Others seeks the expertise of website designer like Esta Weiss, aka The Web Witch (http://paganart.dreamdivining.com), who offers free, with no-obligations website review as a way of attracting new clients. "In my opinion more and more small businesses turn to the Internet to find free resources and educate themselves about self-promotion," said Esta Weiss, whose next ebook will focus on website promotion. Esta suggested to do manual search engine submission versus automatic to insure proper categorizing.
Esta adds “I know that manual search engine submission is a tedious task but trust me, you don’t want your telecommunications company to be listed under home-business opportunities, or other nonsense categories. It is worth spending the time.” She also stated, " The net is like a vast community shopping mall with every store being in direct competition with every other shop. And like our brick and mortar cousins, advertisement is everything ... on the net that ranges from search engine optimizing, to banner exchanges and more ... to get the word out and get noticed. Once you get them there, you have about seven seconds to convince them to stay, so good, user friendly, design is a must. A website is not a passive, put it up there and they will come, static affair, its a constantly growing, changing, living entity, that needs constant care and promotion to succeed and there are lots of tools and information out there to show you how".

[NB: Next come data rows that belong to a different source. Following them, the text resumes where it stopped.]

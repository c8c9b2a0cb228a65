//! Navigation and alert side effects.
//!
//! Full-page redirects and blocking alerts are the only user-visible side
//! channels the pages reach for outside the DOM. Both compile to no-ops
//! outside the browser build; decision logic that must stay testable takes
//! these as injected closures instead of calling them directly.

/// Full-page navigation to `path`, replacing the running app.
pub fn redirect(path: &str) {
    #[cfg(feature = "hydrate")]
    {
        if let Some(window) = web_sys::window() {
            let _ = window.location().set_href(path);
        }
    }
    #[cfg(not(feature = "hydrate"))]
    {
        let _ = path;
    }
}

/// Blocking modal alert; script execution resumes once dismissed.
pub fn alert(message: &str) {
    #[cfg(feature = "hydrate")]
    {
        if let Some(window) = web_sys::window() {
            let _ = window.alert_with_message(message);
        }
    }
    #[cfg(not(feature = "hydrate"))]
    {
        let _ = message;
    }
}
//! Reusable UI component modules.
//!
//! SYSTEM CONTEXT
//! ==============
//! Components render page chrome and shared controls while reading the
//! session record from the Leptos context provider installed by the app
//! shell.

pub mod expense_row;
pub mod nav_bar;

These sentiments were also shared by Michelle Samek who stated, “I located RushPRnews in the marketing category by typing the keywords, free press release distribution to a few search engines. It was that easy once I looked in the right place!” In order to format properly her press releases, Samek used templates located on various press release service sites. She also researched her competition and saw what the focus of their news items were and took inspiration from these examples.
After carefully writing her release, she turned over the release to Anne Laszlo-Howard, owner of Rushprnews, who edited it with proper keywords for better search engines indexing. Anne also discussed with Michelle which distribution channels would be the most appropriate. Michelle decided to send her releases to business writers at regional media outlets, also to publications who often write about women-entrepreneurs, in addition to posting for free on the Web.

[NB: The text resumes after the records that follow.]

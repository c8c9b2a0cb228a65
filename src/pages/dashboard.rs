//! Dashboard page listing the signed-in user's expenses.
//!
//! SYSTEM CONTEXT
//! ==============
//! This is the authenticated landing route. It fetches the expense and
//! category lists once a session is present and supports per-row edit and
//! delete. The route guard handles the actual bounce for logged-out
//! visitors; this page only shows a placeholder until that happens.

#[cfg(test)]
#[path = "dashboard_test.rs"]
mod dashboard_test;

use leptos::prelude::*;

use crate::components::expense_row::ExpenseRow;
use crate::net::types::Category;
use crate::state::categories::CategoriesState;
use crate::state::expenses::{ExpensesState, listed_total};
use crate::state::session::SessionState;

/// Date portion of an ISO-8601 datetime string. Anything too short or oddly
/// shaped passes through unchanged.
#[must_use]
pub fn display_date(raw: &str) -> &str {
    raw.get(..10).unwrap_or(raw)
}

/// Dollar rendering with two decimal places.
#[must_use]
pub fn format_amount(amount: f64) -> String {
    format!("${amount:.2}")
}

/// Display name for a category id, or a placeholder when the id is unknown.
#[must_use]
pub fn category_label(categories: &[Category], category_id: &str) -> String {
    categories
        .iter()
        .find(|c| c.id == category_id)
        .map_or_else(|| "Uncategorized".to_owned(), |c| c.name.clone())
}

#[component]
pub fn DashboardPage() -> impl IntoView {
    let session = expect_context::<RwSignal<SessionState>>();
    let expenses = RwSignal::new(ExpensesState::default());
    let categories = RwSignal::new(CategoriesState::default());

    let requested = RwSignal::new(false);
    Effect::new(move || {
        if requested.get() {
            return;
        }
        let Some(user_id) = session.get().user_id else {
            return;
        };
        requested.set(true);
        expenses.update(|s| s.loading = true);
        categories.update(|s| s.loading = true);

        #[cfg(feature = "hydrate")]
        leptos::task::spawn_local(async move {
            match crate::net::api::fetch_user_expenses(&user_id).await {
                Ok(body) => expenses.update(|s| {
                    s.items = body.expenses;
                    s.total = body.total;
                    s.loading = false;
                    s.error = None;
                }),
                Err(e) => expenses.update(|s| {
                    s.loading = false;
                    s.error = Some(e);
                }),
            }
            match crate::net::api::fetch_user_categories(&user_id).await {
                Ok(body) => categories.update(|s| {
                    s.items = body.categories;
                    s.loading = false;
                    s.error = None;
                }),
                Err(e) => categories.update(|s| {
                    s.loading = false;
                    s.error = Some(e);
                }),
            }
        });
        #[cfg(not(feature = "hydrate"))]
        {
            let _ = user_id;
        }
    });

    let on_delete_request = Callback::new(move |expense_id: String| {
        #[cfg(feature = "hydrate")]
        leptos::task::spawn_local(async move {
            use crate::net::api::SubmitOutcome;

            match crate::net::api::delete_expense(&expense_id).await {
                Ok(SubmitOutcome::Accepted(())) => expenses.update(|s| {
                    crate::state::expenses::remove_expense(&mut s.items, &expense_id);
                    s.total -= 1;
                }),
                Ok(SubmitOutcome::Rejected(failure)) => {
                    crate::util::browser::alert(&failure.message_or("Failed to delete expense"));
                }
                Err(e) => log::error!("expense delete failed: {e}"),
            }
        });
        #[cfg(not(feature = "hydrate"))]
        {
            let _ = expense_id;
        }
    });

    view! {
        <Show
            when=move || session.get().is_logged_in()
            fallback=|| {
                view! {
                    <div class="dashboard-page">
                        <p>"Redirecting to login..."</p>
                    </div>
                }
            }
        >
            <div class="dashboard-page">
                <header class="dashboard-page__header">
                    <h1>"Dashboard"</h1>
                    <span class="dashboard-page__spacer"></span>
                    <a class="btn btn--primary" href="/expenses/new">
                        "+ New Expense"
                    </a>
                </header>

                <Show when=move || expenses.get().error.is_some()>
                    <p class="dashboard-page__error">
                        {move || expenses.get().error.unwrap_or_default()}
                    </p>
                </Show>

                <Show
                    when=move || !expenses.get().loading
                    fallback=move || view! { <p>"Loading expenses..."</p> }
                >
                    <p class="dashboard-page__summary">
                        {move || {
                            let state = expenses.get();
                            format!(
                                "{} of {} expenses, {} listed",
                                state.items.len(),
                                state.total,
                                format_amount(listed_total(&state.items)),
                            )
                        }}
                    </p>
                    <Show when=move || expenses.get().items.is_empty()>
                        <p class="dashboard-page__empty">"No expenses yet. Add your first one."</p>
                    </Show>
                    <table class="expense-table">
                        <thead>
                            <tr>
                                <th>"Date"</th>
                                <th>"Description"</th>
                                <th>"Category"</th>
                                <th>"Amount"</th>
                                <th></th>
                            </tr>
                        </thead>
                        <tbody>
                            {move || {
                                let names = categories.get().items;
                                expenses
                                    .get()
                                    .items
                                    .into_iter()
                                    .map(|e| {
                                        view! {
                                            <ExpenseRow
                                                id=e.id
                                                date=display_date(&e.date).to_owned()
                                                description=e.description
                                                category=category_label(&names, &e.category_id)
                                                amount=format_amount(e.amount)
                                                on_delete=on_delete_request
                                            />
                                        }
                                    })
                                    .collect::<Vec<_>>()
                            }}
                        </tbody>
                    </table>
                </Show>
            </div>
        </Show>
    }
}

As a result of these promotional efforts, her website ranking has more than doubled since the beginning of the campaign and her releases were picked up by more than two dozens article depositaries and attracted local media interests.
The cost for sending her two releases to regional and national outlets was less than $500. A nice bonus of this service was that now Google has pages and pages of back links pointing to Ask Communications and backlink is a definitive factor in obtaining high ranking. Michelle learned the value of research and proactive strategies by reading articles about her competition and see how they position themselves.

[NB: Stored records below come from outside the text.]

//! REST API helpers for talking to the expense server.
//!
//! Client-side (hydrate): real HTTP calls via `gloo-net`.
//! Server-side (SSR): stubs returning errors since these endpoints are only
//! reachable from the browser.
//!
//! ERROR HANDLING
//! ==============
//! Mutating calls separate transport failures (`Err(String)`) from requests
//! the server examined and rejected with a JSON body
//! (`Ok(SubmitOutcome::Rejected(..))`), so pages can render server-provided
//! messages verbatim and only log the rest.

#![allow(clippy::unused_async)]

#[cfg(test)]
#[path = "api_test.rs"]
mod api_test;

use super::types::{
    ApiFailure, CategoryBody, CategoryListResponse, Expense, ExpenseBody, ExpenseListResponse,
    SessionUser,
};
#[cfg(feature = "hydrate")]
use super::types::{ExpenseEnvelope, LoginResponse};

/// Login endpoint for email/password credentials.
pub const LOGIN_ENDPOINT: &str = "/api/users/login";
/// Account-creation endpoint.
pub const REGISTER_ENDPOINT: &str = "/api/users/register";

/// Outcome of a request the server actually processed.
///
/// `Rejected` carries the decoded failure body so callers can show the
/// server's own wording instead of inventing one.
#[derive(Debug, Clone, PartialEq)]
pub enum SubmitOutcome<T> {
    Accepted(T),
    Rejected(ApiFailure),
}

#[cfg(any(test, feature = "hydrate"))]
fn user_expenses_endpoint(user_id: &str) -> String {
    format!("/api/expenses/user/{user_id}")
}

#[cfg(any(test, feature = "hydrate"))]
fn expense_endpoint(expense_id: &str) -> String {
    format!("/api/expenses/{expense_id}")
}

#[cfg(any(test, feature = "hydrate"))]
fn user_categories_endpoint(user_id: &str) -> String {
    format!("/api/categories/user/{user_id}")
}

#[cfg(any(test, feature = "hydrate"))]
fn category_endpoint(category_id: &str) -> String {
    format!("/api/categories/{category_id}")
}

#[cfg(any(test, feature = "hydrate"))]
fn expense_list_failed_message(status: u16) -> String {
    format!("expense list request failed: {status}")
}

#[cfg(any(test, feature = "hydrate"))]
fn expense_fetch_failed_message(status: u16) -> String {
    format!("expense request failed: {status}")
}

#[cfg(any(test, feature = "hydrate"))]
fn category_list_failed_message(status: u16) -> String {
    format!("category list request failed: {status}")
}

/// Log in via `POST /api/users/login`.
///
/// A `200` yields the authenticated user; any other status yields the
/// server's failure body.
///
/// # Errors
///
/// Returns an error string if the HTTP request fails or a response body
/// cannot be decoded.
pub async fn login(email: &str, password: &str) -> Result<SubmitOutcome<SessionUser>, String> {
    #[cfg(feature = "hydrate")]
    {
        let payload = serde_json::json!({ "email": email, "password": password });
        let resp = gloo_net::http::Request::post(LOGIN_ENDPOINT)
            .json(&payload)
            .map_err(|e| e.to_string())?
            .send()
            .await
            .map_err(|e| e.to_string())?;
        if resp.ok() {
            let body: LoginResponse = resp.json().await.map_err(|e| e.to_string())?;
            Ok(SubmitOutcome::Accepted(body.user))
        } else {
            let failure: ApiFailure = resp.json().await.map_err(|e| e.to_string())?;
            Ok(SubmitOutcome::Rejected(failure))
        }
    }
    #[cfg(not(feature = "hydrate"))]
    {
        let _ = (email, password);
        Err("not available on server".to_owned())
    }
}

/// Register a new account via `POST /api/users/register`.
///
/// # Errors
///
/// Returns an error string if the HTTP request fails or a response body
/// cannot be decoded.
pub async fn register(
    username: &str,
    email: &str,
    password: &str,
) -> Result<SubmitOutcome<()>, String> {
    #[cfg(feature = "hydrate")]
    {
        let payload =
            serde_json::json!({ "username": username, "email": email, "password": password });
        let resp = gloo_net::http::Request::post(REGISTER_ENDPOINT)
            .json(&payload)
            .map_err(|e| e.to_string())?
            .send()
            .await
            .map_err(|e| e.to_string())?;
        if resp.ok() {
            Ok(SubmitOutcome::Accepted(()))
        } else {
            let failure: ApiFailure = resp.json().await.map_err(|e| e.to_string())?;
            Ok(SubmitOutcome::Rejected(failure))
        }
    }
    #[cfg(not(feature = "hydrate"))]
    {
        let _ = (username, email, password);
        Err("not available on server".to_owned())
    }
}

/// Fetch a user's expenses from `/api/expenses/user/{user_id}`.
///
/// # Errors
///
/// Returns an error string if the HTTP request fails, the server responds
/// with a non-OK status, or the body cannot be decoded.
pub async fn fetch_user_expenses(user_id: &str) -> Result<ExpenseListResponse, String> {
    #[cfg(feature = "hydrate")]
    {
        let url = user_expenses_endpoint(user_id);
        let resp = gloo_net::http::Request::get(&url)
            .send()
            .await
            .map_err(|e| e.to_string())?;
        if !resp.ok() {
            return Err(expense_list_failed_message(resp.status()));
        }
        resp.json::<ExpenseListResponse>()
            .await
            .map_err(|e| e.to_string())
    }
    #[cfg(not(feature = "hydrate"))]
    {
        let _ = user_id;
        Err("not available on server".to_owned())
    }
}

/// Fetch a single expense from `/api/expenses/{expense_id}`.
///
/// # Errors
///
/// Returns an error string if the HTTP request fails, the server responds
/// with a non-OK status, or the body cannot be decoded.
pub async fn fetch_expense(expense_id: &str) -> Result<Expense, String> {
    #[cfg(feature = "hydrate")]
    {
        let url = expense_endpoint(expense_id);
        let resp = gloo_net::http::Request::get(&url)
            .send()
            .await
            .map_err(|e| e.to_string())?;
        if !resp.ok() {
            return Err(expense_fetch_failed_message(resp.status()));
        }
        let body: ExpenseEnvelope = resp.json().await.map_err(|e| e.to_string())?;
        Ok(body.expense)
    }
    #[cfg(not(feature = "hydrate"))]
    {
        let _ = expense_id;
        Err("not available on server".to_owned())
    }
}

/// Create an expense via `POST /api/expenses`.
///
/// # Errors
///
/// Returns an error string if the HTTP request fails or a response body
/// cannot be decoded.
pub async fn create_expense(body: &ExpenseBody) -> Result<SubmitOutcome<()>, String> {
    #[cfg(feature = "hydrate")]
    {
        let resp = gloo_net::http::Request::post("/api/expenses")
            .json(body)
            .map_err(|e| e.to_string())?
            .send()
            .await
            .map_err(|e| e.to_string())?;
        if resp.ok() {
            Ok(SubmitOutcome::Accepted(()))
        } else {
            let failure: ApiFailure = resp.json().await.map_err(|e| e.to_string())?;
            Ok(SubmitOutcome::Rejected(failure))
        }
    }
    #[cfg(not(feature = "hydrate"))]
    {
        let _ = body;
        Err("not available on server".to_owned())
    }
}

/// Update an expense via `PUT /api/expenses/{expense_id}`.
///
/// # Errors
///
/// Returns an error string if the HTTP request fails or a response body
/// cannot be decoded.
pub async fn update_expense(
    expense_id: &str,
    body: &ExpenseBody,
) -> Result<SubmitOutcome<()>, String> {
    #[cfg(feature = "hydrate")]
    {
        let url = expense_endpoint(expense_id);
        let resp = gloo_net::http::Request::put(&url)
            .json(body)
            .map_err(|e| e.to_string())?
            .send()
            .await
            .map_err(|e| e.to_string())?;
        if resp.ok() {
            Ok(SubmitOutcome::Accepted(()))
        } else {
            let failure: ApiFailure = resp.json().await.map_err(|e| e.to_string())?;
            Ok(SubmitOutcome::Rejected(failure))
        }
    }
    #[cfg(not(feature = "hydrate"))]
    {
        let _ = (expense_id, body);
        Err("not available on server".to_owned())
    }
}

/// Delete an expense via `DELETE /api/expenses/{expense_id}`.
///
/// # Errors
///
/// Returns an error string if the HTTP request fails or a response body
/// cannot be decoded.
pub async fn delete_expense(expense_id: &str) -> Result<SubmitOutcome<()>, String> {
    #[cfg(feature = "hydrate")]
    {
        let url = expense_endpoint(expense_id);
        let resp = gloo_net::http::Request::delete(&url)
            .send()
            .await
            .map_err(|e| e.to_string())?;
        if resp.ok() {
            Ok(SubmitOutcome::Accepted(()))
        } else {
            let failure: ApiFailure = resp.json().await.map_err(|e| e.to_string())?;
            Ok(SubmitOutcome::Rejected(failure))
        }
    }
    #[cfg(not(feature = "hydrate"))]
    {
        let _ = expense_id;
        Err("not available on server".to_owned())
    }
}

/// Fetch a user's categories from `/api/categories/user/{user_id}`.
///
/// # Errors
///
/// Returns an error string if the HTTP request fails, the server responds
/// with a non-OK status, or the body cannot be decoded.
pub async fn fetch_user_categories(user_id: &str) -> Result<CategoryListResponse, String> {
    #[cfg(feature = "hydrate")]
    {
        let url = user_categories_endpoint(user_id);
        let resp = gloo_net::http::Request::get(&url)
            .send()
            .await
            .map_err(|e| e.to_string())?;
        if !resp.ok() {
            return Err(category_list_failed_message(resp.status()));
        }
        resp.json::<CategoryListResponse>()
            .await
            .map_err(|e| e.to_string())
    }
    #[cfg(not(feature = "hydrate"))]
    {
        let _ = user_id;
        Err("not available on server".to_owned())
    }
}

/// Create a category via `POST /api/categories`.
///
/// # Errors
///
/// Returns an error string if the HTTP request fails or a response body
/// cannot be decoded.
pub async fn create_category(body: &CategoryBody) -> Result<SubmitOutcome<()>, String> {
    #[cfg(feature = "hydrate")]
    {
        let resp = gloo_net::http::Request::post("/api/categories")
            .json(body)
            .map_err(|e| e.to_string())?
            .send()
            .await
            .map_err(|e| e.to_string())?;
        if resp.ok() {
            Ok(SubmitOutcome::Accepted(()))
        } else {
            let failure: ApiFailure = resp.json().await.map_err(|e| e.to_string())?;
            Ok(SubmitOutcome::Rejected(failure))
        }
    }
    #[cfg(not(feature = "hydrate"))]
    {
        let _ = body;
        Err("not available on server".to_owned())
    }
}

/// Delete a category via `DELETE /api/categories/{category_id}`.
///
/// The server refuses to delete categories that still have expenses; that
/// refusal arrives as a `Rejected` outcome with the explanation.
///
/// # Errors
///
/// Returns an error string if the HTTP request fails or a response body
/// cannot be decoded.
pub async fn delete_category(category_id: &str) -> Result<SubmitOutcome<()>, String> {
    #[cfg(feature = "hydrate")]
    {
        let url = category_endpoint(category_id);
        let resp = gloo_net::http::Request::delete(&url)
            .send()
            .await
            .map_err(|e| e.to_string())?;
        if resp.ok() {
            Ok(SubmitOutcome::Accepted(()))
        } else {
            let failure: ApiFailure = resp.json().await.map_err(|e| e.to_string())?;
            Ok(SubmitOutcome::Rejected(failure))
        }
    }
    #[cfg(not(feature = "hydrate"))]
    {
        let _ = category_id;
        Err("not available on server".to_owned())
    }
}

She also got in the habit of writing feedbacks to the reporters suggesting to be included next time a relevant topic was covered and by offering herself as a resource available at all times. "Nothing can really take the place of a really good PR agency," she said, "and once my own-advertising budget increases, I will definitely hire a PR pro, but in the meantime, I am more than happy of what I have been able to accomplish on my own with limited resources."
And amazingly enough, she even has drummed up businesses from places as far away as Africa. Would you not say that it is pretty good for an Agency based in Alberta, Canada? We all wish for such success.